* **SOURCE INFORMATION**:
● ● ● ● ● ● ●
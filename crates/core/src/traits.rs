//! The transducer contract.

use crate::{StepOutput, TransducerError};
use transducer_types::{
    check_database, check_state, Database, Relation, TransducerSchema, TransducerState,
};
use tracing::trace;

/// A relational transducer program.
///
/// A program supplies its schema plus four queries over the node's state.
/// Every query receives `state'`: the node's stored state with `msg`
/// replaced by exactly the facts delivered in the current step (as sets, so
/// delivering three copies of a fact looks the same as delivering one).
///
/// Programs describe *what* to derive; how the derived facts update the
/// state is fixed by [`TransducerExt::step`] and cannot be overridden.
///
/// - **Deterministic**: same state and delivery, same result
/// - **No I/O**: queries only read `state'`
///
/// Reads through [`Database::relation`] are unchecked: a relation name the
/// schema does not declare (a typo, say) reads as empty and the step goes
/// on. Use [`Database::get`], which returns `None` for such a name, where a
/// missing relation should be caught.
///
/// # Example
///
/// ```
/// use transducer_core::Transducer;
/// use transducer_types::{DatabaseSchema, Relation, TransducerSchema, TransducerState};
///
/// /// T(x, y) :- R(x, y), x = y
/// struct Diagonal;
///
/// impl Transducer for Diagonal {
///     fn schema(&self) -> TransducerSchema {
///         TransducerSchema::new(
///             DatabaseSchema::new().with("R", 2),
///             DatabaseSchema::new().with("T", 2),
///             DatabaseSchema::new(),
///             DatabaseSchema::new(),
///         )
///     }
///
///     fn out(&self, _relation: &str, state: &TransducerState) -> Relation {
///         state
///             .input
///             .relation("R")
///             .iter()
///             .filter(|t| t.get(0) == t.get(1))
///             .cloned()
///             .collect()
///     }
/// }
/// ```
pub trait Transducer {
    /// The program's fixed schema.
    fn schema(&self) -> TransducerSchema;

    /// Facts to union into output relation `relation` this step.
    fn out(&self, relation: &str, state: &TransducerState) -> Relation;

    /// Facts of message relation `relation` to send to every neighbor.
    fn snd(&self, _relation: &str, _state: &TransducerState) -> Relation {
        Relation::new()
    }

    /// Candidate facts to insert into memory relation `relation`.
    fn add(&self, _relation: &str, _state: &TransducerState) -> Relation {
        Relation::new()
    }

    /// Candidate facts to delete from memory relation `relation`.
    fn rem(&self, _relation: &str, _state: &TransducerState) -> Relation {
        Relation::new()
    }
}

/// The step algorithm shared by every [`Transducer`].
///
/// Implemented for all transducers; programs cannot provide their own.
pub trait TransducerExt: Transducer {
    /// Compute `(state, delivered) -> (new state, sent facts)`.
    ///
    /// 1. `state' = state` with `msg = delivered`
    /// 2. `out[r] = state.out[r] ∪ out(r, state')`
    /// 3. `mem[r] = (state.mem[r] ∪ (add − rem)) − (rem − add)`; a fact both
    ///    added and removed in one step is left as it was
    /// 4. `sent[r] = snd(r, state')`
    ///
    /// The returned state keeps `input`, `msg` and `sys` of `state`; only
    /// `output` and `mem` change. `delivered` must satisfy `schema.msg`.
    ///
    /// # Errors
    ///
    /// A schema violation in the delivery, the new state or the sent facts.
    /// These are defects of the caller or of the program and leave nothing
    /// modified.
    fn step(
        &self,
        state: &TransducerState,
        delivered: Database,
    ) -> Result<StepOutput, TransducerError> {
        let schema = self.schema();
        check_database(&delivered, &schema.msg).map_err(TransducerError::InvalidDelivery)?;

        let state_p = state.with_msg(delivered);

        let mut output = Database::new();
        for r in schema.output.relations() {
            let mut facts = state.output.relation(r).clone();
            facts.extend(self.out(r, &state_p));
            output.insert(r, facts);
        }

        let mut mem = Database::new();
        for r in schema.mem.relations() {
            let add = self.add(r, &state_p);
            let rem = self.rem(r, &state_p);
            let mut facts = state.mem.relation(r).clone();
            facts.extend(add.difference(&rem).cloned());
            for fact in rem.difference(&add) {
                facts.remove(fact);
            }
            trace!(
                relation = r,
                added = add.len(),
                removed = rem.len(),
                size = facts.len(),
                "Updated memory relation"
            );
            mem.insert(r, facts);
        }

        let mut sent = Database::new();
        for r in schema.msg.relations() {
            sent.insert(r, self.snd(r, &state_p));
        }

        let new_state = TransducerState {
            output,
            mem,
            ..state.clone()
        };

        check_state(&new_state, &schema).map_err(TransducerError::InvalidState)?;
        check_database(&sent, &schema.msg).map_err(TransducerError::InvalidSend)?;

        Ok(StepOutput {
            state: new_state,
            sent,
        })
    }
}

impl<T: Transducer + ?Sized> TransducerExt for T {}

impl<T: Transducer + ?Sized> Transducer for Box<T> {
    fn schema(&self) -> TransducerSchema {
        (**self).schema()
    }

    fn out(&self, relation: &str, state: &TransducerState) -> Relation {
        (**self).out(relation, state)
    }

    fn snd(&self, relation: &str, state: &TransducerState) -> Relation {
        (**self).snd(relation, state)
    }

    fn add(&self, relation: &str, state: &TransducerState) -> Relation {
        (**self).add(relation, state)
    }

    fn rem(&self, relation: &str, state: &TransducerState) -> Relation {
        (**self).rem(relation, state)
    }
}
● ● ● ● ● ● ●
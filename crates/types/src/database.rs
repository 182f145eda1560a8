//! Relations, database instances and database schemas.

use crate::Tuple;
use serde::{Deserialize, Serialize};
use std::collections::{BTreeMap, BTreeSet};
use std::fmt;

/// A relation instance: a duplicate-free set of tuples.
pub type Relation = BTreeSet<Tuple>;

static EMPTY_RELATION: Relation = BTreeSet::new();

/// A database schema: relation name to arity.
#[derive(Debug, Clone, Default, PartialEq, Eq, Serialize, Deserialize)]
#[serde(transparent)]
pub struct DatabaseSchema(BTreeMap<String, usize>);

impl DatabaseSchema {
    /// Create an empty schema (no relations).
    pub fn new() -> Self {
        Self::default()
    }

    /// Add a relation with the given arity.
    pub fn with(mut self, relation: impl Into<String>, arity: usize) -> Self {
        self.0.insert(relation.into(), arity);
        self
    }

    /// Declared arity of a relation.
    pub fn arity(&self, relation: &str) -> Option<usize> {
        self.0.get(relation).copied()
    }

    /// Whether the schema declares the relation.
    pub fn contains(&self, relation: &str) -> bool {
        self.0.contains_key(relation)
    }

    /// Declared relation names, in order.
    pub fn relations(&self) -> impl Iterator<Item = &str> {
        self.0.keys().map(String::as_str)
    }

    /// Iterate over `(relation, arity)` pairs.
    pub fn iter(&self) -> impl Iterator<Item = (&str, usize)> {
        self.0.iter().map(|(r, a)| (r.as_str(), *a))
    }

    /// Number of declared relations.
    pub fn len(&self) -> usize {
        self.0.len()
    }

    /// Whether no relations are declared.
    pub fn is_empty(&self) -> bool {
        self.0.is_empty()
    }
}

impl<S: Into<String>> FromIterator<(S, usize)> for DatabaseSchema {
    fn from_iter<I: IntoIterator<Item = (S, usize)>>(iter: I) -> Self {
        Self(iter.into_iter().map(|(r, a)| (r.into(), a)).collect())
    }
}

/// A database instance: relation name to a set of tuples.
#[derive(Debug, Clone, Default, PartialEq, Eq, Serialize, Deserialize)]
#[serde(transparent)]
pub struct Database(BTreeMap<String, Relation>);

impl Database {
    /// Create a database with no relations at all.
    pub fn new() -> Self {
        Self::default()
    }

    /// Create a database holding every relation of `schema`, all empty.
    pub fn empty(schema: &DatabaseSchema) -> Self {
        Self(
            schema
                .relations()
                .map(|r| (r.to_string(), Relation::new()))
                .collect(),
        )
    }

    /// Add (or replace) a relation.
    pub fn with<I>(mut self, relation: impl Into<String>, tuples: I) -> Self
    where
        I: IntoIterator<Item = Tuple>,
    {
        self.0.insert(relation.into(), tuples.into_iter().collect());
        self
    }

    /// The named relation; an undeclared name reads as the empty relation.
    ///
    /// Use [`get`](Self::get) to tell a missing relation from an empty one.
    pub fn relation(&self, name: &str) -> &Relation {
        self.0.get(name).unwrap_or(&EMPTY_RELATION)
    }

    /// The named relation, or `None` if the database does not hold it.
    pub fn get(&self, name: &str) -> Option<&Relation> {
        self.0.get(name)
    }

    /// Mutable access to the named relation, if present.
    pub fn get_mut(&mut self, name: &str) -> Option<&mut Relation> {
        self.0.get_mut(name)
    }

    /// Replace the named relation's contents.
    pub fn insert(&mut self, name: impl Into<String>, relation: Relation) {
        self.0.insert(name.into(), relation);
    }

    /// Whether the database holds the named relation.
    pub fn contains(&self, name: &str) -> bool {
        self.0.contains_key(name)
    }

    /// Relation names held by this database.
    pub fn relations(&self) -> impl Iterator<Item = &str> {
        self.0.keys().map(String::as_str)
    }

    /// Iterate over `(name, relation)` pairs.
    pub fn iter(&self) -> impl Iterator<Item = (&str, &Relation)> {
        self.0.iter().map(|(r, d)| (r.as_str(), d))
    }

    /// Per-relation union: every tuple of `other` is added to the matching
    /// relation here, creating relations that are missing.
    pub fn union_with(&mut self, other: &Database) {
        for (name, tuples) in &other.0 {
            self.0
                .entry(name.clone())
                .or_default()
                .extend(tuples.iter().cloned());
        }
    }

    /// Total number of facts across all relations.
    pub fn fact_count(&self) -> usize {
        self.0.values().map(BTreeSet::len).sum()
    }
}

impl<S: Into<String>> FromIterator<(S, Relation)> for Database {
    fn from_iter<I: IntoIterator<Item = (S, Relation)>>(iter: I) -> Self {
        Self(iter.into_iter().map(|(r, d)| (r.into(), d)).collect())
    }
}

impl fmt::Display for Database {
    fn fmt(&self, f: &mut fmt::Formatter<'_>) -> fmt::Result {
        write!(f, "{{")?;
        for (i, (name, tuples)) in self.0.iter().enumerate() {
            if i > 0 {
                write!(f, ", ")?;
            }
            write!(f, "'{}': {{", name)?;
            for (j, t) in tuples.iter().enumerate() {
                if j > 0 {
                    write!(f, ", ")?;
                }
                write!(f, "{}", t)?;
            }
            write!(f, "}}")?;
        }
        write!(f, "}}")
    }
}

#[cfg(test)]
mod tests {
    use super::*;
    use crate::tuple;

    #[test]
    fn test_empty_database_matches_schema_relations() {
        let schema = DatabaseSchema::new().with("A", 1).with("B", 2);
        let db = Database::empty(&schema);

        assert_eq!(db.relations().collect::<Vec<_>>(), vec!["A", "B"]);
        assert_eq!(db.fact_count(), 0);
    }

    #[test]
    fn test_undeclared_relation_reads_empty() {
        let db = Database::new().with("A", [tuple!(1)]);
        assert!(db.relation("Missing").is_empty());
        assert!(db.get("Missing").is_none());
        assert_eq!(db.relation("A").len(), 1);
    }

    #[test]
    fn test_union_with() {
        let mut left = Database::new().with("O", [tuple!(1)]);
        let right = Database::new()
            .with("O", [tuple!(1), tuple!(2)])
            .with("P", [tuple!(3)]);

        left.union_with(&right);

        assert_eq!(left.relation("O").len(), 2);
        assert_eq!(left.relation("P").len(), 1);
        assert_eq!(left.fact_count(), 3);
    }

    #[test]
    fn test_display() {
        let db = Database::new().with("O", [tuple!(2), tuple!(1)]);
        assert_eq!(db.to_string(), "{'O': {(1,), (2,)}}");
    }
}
● ● ● ● ● ● ●
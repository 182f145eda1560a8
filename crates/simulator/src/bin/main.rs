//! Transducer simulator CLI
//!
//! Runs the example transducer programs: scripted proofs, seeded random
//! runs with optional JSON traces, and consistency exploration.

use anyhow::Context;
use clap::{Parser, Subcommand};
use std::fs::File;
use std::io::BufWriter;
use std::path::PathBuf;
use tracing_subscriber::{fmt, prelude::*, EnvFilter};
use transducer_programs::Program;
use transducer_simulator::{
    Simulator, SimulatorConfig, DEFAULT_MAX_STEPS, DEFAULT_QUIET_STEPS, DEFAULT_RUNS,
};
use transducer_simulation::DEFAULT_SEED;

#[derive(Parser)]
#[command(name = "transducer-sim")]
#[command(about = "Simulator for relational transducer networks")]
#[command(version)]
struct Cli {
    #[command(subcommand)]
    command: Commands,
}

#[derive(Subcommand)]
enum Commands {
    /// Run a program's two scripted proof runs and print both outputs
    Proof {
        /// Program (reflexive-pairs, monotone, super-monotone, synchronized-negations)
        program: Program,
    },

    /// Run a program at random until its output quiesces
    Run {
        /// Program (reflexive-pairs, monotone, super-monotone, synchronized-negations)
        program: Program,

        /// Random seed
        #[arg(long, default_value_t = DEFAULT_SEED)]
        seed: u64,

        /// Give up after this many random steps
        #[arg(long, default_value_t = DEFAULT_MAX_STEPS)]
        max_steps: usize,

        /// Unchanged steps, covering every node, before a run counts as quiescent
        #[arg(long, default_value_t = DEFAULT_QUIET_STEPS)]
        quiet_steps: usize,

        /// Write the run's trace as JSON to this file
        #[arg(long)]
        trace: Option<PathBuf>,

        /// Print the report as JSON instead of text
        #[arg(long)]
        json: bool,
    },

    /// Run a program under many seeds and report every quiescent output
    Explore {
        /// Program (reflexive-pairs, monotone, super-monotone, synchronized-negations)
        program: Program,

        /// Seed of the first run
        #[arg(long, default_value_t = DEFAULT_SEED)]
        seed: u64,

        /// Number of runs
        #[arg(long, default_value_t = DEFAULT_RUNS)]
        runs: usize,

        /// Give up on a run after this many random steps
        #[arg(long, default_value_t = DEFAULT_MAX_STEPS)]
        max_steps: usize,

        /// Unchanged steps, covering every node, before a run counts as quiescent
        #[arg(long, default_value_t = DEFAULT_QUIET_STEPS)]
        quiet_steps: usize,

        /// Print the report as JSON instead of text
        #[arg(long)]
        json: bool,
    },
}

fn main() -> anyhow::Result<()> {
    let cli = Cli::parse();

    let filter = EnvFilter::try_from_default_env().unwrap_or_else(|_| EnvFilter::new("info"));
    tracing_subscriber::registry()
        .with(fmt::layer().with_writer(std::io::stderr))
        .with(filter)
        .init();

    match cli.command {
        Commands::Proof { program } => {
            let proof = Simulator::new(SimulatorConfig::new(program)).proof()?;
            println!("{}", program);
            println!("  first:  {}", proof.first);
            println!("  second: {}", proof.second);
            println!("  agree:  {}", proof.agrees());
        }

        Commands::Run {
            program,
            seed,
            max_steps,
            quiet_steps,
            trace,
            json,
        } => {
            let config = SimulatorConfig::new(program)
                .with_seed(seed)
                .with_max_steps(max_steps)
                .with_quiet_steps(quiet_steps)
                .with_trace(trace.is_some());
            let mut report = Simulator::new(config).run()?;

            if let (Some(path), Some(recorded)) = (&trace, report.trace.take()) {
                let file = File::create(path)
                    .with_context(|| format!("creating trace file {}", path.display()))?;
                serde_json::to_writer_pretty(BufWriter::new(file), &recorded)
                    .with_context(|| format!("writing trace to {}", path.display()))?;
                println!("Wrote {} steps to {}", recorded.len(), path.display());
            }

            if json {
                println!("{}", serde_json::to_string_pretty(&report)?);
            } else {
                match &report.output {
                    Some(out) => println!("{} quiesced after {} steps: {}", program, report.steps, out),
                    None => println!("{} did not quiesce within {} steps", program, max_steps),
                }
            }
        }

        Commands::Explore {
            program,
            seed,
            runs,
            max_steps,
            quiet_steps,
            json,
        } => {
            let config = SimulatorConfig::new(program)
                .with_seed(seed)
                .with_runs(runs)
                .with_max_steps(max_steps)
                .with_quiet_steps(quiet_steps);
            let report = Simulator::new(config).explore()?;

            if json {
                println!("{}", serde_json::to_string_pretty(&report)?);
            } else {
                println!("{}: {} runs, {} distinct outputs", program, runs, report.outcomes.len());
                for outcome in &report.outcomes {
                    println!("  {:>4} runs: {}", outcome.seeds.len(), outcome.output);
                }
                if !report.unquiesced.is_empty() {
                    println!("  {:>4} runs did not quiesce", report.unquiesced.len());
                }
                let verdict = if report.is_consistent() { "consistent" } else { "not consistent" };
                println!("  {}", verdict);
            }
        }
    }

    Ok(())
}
● ● ● ● ● ● ●
* **TASK TO CARRY OUT**: Wherever the word "StepOutput" turns up in a line of the entries above, copy that line.

* **SOLUTION FOR THIS PROBLEM**:
use crate::{StepOutput, TransducerError};
    ) -> Result<StepOutput, TransducerError> {
        Ok(StepOutput {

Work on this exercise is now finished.